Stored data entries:
- - -

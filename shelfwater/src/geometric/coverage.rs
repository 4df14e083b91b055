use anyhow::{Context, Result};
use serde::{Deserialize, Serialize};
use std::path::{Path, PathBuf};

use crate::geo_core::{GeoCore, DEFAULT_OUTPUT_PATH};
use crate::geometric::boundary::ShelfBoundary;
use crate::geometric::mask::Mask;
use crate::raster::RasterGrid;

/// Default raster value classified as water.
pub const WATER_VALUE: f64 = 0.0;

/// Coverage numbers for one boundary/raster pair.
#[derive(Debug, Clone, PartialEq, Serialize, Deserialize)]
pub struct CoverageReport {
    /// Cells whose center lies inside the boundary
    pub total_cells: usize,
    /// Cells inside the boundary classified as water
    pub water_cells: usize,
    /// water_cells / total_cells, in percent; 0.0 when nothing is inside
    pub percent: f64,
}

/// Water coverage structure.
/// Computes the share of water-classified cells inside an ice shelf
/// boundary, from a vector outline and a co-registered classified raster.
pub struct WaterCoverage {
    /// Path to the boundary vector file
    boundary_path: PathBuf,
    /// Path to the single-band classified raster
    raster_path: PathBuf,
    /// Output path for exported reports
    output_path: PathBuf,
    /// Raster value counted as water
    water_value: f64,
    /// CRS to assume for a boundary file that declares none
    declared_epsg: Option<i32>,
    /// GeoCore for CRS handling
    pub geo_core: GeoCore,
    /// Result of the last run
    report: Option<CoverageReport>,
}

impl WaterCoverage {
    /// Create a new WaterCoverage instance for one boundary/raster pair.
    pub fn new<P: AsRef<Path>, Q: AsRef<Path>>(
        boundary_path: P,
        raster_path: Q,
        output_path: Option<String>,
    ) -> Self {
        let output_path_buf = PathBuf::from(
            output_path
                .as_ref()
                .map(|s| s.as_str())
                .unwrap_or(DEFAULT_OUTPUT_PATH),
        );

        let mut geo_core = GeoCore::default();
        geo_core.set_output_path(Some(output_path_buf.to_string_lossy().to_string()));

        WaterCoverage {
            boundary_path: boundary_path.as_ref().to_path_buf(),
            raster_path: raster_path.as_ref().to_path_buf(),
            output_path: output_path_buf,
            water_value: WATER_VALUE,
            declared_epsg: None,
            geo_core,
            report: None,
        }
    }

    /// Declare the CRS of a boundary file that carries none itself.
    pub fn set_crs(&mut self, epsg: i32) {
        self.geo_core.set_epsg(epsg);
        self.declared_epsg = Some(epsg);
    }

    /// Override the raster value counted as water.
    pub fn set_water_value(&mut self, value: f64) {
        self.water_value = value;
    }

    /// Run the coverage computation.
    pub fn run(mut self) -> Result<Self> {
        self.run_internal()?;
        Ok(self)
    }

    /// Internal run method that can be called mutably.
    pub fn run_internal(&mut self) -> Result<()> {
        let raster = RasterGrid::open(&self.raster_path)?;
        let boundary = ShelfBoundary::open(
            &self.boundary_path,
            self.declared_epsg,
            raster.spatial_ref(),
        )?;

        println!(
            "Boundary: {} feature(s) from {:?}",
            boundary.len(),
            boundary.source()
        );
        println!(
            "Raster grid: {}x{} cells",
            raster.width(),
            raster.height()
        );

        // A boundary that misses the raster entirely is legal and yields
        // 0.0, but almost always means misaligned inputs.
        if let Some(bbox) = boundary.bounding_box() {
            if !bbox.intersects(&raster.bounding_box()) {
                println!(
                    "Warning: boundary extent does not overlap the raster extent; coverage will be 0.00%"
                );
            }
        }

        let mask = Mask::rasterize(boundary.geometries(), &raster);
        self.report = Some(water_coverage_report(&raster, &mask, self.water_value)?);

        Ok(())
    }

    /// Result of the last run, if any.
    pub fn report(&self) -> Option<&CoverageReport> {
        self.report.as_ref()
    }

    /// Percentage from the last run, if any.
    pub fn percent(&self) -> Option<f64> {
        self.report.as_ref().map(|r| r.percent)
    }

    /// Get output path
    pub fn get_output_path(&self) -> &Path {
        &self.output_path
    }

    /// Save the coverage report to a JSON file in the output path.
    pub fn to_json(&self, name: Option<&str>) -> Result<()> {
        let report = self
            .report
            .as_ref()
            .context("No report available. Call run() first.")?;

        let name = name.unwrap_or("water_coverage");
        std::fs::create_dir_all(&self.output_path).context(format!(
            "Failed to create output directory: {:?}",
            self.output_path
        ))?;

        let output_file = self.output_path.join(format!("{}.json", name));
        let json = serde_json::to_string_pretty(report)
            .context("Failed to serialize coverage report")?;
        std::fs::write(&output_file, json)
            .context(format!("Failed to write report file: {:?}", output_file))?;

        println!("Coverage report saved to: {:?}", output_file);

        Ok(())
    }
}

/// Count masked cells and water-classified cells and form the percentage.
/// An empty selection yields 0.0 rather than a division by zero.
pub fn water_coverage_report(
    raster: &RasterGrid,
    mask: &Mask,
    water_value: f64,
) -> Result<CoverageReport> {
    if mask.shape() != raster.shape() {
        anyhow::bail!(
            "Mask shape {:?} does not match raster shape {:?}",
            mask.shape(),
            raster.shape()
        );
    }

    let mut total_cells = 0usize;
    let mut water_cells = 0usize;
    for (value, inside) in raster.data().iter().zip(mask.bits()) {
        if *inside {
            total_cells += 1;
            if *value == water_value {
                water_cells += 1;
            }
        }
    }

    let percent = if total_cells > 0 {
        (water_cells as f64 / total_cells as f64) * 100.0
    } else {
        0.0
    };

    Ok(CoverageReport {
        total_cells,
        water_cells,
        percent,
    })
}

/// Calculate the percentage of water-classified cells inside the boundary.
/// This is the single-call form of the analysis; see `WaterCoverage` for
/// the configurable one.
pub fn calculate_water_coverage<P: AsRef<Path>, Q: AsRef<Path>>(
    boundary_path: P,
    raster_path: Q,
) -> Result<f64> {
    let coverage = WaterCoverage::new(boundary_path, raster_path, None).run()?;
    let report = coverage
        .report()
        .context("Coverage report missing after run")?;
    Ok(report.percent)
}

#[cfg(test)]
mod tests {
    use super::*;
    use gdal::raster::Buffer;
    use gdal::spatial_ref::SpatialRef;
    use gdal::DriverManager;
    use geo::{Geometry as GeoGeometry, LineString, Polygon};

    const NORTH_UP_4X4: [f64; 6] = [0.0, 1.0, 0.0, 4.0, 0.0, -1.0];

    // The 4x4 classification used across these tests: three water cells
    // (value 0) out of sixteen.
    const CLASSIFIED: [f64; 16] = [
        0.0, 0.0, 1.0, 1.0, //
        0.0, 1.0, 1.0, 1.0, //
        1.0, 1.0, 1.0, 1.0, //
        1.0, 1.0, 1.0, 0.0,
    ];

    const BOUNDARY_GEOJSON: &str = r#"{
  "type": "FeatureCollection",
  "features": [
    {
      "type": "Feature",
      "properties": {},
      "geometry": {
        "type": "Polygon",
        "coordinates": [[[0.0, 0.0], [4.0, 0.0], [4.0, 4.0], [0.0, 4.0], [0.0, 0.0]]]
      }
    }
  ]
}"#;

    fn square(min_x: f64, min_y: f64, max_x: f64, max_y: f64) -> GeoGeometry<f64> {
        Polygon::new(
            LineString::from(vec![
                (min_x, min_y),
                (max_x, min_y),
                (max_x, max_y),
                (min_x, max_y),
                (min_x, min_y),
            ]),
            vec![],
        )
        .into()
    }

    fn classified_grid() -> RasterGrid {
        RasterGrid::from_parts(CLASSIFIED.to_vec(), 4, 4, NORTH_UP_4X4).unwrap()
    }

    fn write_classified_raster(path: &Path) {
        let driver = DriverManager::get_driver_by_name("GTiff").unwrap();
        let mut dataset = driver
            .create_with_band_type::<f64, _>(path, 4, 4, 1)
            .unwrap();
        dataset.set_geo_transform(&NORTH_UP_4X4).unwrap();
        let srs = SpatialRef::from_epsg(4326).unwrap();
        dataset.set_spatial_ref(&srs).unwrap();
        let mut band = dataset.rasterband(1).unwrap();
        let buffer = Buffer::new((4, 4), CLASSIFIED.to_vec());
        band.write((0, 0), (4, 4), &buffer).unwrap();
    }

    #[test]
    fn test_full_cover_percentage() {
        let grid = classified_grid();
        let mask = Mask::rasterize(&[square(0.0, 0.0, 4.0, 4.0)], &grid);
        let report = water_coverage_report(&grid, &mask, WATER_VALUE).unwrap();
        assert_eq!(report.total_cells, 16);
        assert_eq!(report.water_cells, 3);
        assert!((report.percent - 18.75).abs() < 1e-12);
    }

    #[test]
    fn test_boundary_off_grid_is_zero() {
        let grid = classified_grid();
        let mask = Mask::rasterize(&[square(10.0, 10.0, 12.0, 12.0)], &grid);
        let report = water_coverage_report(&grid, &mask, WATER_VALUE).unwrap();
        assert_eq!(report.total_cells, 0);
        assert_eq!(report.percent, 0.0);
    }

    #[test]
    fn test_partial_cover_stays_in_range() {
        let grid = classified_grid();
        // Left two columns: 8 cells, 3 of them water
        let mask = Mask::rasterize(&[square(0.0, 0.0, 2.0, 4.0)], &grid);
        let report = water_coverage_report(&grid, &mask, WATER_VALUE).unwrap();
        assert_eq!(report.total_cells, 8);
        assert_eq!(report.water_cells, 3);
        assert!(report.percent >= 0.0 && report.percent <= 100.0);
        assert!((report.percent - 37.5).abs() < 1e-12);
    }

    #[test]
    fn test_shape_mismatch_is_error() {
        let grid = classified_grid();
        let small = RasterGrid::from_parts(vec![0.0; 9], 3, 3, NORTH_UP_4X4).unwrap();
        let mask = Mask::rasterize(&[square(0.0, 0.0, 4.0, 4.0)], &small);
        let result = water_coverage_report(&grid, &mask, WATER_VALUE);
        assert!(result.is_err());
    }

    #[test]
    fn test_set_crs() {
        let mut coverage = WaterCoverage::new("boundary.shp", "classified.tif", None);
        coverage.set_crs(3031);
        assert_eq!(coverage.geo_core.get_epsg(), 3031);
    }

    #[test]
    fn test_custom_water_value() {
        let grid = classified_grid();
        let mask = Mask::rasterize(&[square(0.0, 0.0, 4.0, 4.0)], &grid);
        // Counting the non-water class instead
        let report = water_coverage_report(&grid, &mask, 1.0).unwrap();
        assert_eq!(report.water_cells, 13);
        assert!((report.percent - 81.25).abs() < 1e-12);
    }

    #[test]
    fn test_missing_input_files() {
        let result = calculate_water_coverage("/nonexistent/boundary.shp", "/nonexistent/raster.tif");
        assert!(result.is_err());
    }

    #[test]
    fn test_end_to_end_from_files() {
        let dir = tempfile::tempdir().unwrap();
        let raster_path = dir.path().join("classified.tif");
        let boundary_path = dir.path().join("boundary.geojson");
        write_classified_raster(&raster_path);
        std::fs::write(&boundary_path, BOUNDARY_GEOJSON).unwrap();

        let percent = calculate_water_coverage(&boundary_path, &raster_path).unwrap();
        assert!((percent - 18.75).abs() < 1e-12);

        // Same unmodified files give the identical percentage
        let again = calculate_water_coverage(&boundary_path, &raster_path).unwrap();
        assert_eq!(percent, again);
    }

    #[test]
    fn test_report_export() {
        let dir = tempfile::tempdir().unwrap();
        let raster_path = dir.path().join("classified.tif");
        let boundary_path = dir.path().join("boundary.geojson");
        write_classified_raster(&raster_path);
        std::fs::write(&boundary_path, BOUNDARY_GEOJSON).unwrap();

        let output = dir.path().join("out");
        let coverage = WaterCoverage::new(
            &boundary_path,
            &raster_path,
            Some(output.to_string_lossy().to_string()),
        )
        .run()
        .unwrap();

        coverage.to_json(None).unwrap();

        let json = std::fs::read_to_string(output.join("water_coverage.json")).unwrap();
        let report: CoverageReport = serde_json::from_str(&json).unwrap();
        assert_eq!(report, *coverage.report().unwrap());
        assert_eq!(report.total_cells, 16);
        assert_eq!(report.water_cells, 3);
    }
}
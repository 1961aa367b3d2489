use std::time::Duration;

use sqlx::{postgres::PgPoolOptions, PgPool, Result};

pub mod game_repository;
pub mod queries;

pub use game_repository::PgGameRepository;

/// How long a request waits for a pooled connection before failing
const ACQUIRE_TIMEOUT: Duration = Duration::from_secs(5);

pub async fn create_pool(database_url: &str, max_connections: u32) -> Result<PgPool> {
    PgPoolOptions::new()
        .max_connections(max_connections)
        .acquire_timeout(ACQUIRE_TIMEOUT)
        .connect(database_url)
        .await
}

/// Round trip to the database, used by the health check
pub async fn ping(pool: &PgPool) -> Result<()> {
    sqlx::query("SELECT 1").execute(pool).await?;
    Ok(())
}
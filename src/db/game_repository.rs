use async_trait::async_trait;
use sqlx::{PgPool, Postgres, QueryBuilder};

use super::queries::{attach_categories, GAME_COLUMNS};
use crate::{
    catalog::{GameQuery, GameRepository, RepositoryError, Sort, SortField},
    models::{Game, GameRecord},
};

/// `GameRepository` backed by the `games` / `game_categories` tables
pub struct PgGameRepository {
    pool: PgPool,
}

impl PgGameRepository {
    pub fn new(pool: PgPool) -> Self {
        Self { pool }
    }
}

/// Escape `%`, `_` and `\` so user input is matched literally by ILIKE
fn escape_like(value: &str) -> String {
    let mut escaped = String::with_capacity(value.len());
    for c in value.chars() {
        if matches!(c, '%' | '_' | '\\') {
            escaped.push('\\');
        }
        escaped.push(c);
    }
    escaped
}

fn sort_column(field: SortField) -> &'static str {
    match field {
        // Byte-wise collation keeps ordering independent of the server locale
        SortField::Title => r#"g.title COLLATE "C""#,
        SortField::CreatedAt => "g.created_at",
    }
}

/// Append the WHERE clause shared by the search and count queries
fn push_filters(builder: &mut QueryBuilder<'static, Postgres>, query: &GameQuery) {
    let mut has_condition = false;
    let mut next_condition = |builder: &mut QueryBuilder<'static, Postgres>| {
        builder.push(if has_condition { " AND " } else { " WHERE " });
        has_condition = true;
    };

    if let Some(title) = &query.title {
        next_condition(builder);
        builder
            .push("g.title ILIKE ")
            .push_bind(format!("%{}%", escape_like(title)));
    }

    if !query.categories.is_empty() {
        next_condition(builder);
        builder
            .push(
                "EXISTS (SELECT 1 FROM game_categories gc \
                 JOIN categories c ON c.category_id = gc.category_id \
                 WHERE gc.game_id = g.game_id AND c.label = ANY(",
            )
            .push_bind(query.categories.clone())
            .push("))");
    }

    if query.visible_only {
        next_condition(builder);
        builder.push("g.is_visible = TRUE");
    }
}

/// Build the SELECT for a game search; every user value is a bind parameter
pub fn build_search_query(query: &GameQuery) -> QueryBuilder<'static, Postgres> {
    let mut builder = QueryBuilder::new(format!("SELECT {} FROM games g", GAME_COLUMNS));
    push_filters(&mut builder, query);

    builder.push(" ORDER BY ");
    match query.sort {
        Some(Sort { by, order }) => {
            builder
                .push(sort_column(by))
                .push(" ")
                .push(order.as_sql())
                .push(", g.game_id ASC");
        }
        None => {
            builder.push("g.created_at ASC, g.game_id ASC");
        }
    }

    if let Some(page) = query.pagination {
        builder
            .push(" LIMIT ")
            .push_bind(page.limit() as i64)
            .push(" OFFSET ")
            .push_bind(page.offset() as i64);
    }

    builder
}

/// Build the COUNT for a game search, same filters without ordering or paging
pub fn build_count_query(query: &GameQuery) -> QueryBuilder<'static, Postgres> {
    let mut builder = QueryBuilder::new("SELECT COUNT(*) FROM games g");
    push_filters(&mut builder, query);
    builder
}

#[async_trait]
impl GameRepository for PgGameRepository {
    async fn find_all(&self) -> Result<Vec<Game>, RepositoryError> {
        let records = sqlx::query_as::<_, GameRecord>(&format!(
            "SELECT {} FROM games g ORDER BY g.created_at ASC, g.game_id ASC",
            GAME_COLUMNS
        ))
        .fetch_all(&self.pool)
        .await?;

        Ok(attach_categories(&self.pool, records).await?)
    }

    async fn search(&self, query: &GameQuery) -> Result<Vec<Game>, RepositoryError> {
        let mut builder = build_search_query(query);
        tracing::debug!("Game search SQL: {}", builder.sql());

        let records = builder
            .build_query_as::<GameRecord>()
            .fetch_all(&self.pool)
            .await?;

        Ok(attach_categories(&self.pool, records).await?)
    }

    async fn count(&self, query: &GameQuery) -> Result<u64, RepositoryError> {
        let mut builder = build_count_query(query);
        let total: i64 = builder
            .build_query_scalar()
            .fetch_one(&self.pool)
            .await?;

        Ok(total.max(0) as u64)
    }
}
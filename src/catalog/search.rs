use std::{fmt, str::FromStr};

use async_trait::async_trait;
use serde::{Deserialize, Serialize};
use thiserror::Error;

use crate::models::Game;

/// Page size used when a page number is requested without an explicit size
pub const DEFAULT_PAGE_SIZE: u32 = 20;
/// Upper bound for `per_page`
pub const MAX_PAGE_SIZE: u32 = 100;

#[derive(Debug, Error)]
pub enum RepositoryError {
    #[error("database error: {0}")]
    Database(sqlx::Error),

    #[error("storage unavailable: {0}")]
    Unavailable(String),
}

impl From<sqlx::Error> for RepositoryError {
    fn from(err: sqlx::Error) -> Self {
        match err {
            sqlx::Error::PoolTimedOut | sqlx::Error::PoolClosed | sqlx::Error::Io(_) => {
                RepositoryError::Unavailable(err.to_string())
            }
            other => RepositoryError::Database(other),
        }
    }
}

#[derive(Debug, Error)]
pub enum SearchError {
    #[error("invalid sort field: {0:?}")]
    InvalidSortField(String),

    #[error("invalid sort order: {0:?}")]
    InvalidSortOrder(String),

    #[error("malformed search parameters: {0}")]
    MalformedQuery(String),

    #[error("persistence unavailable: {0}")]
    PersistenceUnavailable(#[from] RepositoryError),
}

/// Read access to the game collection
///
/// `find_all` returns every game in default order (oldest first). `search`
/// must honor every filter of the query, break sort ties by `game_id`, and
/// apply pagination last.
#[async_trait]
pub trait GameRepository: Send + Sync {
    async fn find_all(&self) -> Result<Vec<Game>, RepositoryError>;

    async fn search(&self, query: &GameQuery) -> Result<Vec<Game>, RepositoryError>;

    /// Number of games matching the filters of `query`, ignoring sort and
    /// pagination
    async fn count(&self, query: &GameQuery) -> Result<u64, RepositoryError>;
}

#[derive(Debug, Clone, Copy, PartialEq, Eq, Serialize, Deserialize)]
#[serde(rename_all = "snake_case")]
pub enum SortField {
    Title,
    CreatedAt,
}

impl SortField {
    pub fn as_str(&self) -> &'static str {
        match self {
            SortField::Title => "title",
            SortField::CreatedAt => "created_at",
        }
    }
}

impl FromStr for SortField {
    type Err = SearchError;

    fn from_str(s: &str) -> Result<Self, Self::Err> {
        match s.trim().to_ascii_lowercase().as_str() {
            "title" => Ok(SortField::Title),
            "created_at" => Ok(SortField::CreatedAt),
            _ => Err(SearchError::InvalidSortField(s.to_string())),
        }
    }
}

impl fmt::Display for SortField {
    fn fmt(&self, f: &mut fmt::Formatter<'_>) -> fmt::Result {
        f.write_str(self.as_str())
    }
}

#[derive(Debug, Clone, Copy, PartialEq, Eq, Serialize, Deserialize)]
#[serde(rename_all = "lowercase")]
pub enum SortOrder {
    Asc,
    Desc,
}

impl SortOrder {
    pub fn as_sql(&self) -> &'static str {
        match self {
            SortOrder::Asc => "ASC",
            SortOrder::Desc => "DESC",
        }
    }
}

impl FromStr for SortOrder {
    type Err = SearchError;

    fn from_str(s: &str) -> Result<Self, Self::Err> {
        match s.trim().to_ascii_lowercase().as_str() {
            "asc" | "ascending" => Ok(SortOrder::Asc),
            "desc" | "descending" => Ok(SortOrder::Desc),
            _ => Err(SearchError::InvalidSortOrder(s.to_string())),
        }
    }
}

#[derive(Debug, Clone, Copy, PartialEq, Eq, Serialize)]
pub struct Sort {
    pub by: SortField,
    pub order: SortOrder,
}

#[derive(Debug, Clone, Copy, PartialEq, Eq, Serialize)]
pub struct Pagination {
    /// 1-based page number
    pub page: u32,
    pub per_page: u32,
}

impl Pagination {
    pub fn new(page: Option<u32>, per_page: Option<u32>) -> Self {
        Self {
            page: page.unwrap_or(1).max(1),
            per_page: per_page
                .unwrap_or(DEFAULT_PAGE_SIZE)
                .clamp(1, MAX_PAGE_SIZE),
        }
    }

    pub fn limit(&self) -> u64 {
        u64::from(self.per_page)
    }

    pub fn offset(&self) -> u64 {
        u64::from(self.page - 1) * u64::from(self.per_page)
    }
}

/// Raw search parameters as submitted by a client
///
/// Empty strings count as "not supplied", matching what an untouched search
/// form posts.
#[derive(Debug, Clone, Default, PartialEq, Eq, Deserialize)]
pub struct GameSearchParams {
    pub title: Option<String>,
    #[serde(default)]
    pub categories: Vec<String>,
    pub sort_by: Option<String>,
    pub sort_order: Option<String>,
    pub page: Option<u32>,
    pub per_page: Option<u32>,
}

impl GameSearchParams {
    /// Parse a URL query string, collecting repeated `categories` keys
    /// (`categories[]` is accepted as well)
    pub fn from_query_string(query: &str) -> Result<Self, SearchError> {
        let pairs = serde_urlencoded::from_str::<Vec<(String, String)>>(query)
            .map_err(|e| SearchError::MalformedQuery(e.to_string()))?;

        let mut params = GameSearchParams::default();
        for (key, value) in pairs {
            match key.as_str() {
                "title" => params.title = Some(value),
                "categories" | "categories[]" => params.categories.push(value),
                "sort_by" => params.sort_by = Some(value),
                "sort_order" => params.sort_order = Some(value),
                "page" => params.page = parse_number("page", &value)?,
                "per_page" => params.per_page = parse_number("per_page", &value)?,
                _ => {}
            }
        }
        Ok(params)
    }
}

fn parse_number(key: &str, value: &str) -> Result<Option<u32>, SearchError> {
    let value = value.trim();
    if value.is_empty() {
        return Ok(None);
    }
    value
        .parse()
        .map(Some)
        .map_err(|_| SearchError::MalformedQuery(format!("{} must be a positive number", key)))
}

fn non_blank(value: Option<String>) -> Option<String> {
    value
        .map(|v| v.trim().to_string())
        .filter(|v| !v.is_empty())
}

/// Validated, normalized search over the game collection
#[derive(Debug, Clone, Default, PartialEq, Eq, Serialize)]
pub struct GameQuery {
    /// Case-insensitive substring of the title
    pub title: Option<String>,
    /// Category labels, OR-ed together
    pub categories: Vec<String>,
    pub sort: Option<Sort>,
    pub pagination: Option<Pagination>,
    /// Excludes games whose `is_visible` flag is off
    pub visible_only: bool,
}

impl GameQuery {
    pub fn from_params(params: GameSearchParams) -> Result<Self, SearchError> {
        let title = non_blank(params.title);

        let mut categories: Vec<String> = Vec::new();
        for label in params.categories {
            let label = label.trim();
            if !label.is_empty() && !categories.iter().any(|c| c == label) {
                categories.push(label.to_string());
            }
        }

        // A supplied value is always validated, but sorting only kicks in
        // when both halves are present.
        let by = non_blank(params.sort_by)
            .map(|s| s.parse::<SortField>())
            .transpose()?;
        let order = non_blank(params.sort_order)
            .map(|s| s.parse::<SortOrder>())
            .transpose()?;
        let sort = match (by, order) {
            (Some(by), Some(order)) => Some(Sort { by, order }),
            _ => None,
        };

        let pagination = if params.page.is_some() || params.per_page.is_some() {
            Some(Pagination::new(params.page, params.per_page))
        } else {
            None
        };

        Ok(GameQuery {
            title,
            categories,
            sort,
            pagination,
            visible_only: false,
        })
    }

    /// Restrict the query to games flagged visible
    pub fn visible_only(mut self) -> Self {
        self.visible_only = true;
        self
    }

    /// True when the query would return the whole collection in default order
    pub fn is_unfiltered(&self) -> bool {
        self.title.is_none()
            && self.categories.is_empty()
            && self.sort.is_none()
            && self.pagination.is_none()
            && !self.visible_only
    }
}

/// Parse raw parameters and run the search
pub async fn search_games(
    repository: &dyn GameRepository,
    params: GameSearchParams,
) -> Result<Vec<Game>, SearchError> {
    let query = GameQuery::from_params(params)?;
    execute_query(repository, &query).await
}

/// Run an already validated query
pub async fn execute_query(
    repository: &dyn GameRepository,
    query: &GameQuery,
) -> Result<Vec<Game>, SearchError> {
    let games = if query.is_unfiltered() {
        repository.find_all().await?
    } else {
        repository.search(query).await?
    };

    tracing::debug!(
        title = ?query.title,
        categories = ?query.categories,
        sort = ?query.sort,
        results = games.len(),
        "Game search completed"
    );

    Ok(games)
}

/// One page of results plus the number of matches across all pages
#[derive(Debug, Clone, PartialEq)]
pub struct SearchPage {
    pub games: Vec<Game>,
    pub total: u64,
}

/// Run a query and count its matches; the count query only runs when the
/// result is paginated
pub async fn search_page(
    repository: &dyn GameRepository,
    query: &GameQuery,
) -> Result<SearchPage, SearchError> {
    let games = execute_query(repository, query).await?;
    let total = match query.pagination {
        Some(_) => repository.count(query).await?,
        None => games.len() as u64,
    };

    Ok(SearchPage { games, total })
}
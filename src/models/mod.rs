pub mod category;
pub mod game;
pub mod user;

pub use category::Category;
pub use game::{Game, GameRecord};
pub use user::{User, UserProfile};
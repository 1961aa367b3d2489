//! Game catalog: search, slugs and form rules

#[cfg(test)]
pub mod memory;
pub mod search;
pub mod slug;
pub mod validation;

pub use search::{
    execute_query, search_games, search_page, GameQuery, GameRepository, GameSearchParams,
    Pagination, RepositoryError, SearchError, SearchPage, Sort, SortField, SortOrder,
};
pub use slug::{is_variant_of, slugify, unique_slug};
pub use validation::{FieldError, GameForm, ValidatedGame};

- - -

### [PROBLEM TO SOLVE]
Quote in full each line from the top of the records above through the line with "numbers for one boundary/raster pair."; stop after that line.

### [SOLUTION TO THIS TASK]
filename shelfwater/src/geometric/coverage.rs
repository 4df14e083b91b055
use anyhow::{Context, Result};
use serde::{Deserialize, Serialize};
use std::path::{Path, PathBuf};

use crate::geo_core::{GeoCore, DEFAULT_OUTPUT_PATH};
use crate::geometric::boundary::ShelfBoundary;
use crate::geometric::mask::Mask;
use crate::raster::RasterGrid;

/// Default raster value classified as water.
pub const WATER_VALUE: f64 = 0.0;

/// Coverage numbers for one boundary/raster pair.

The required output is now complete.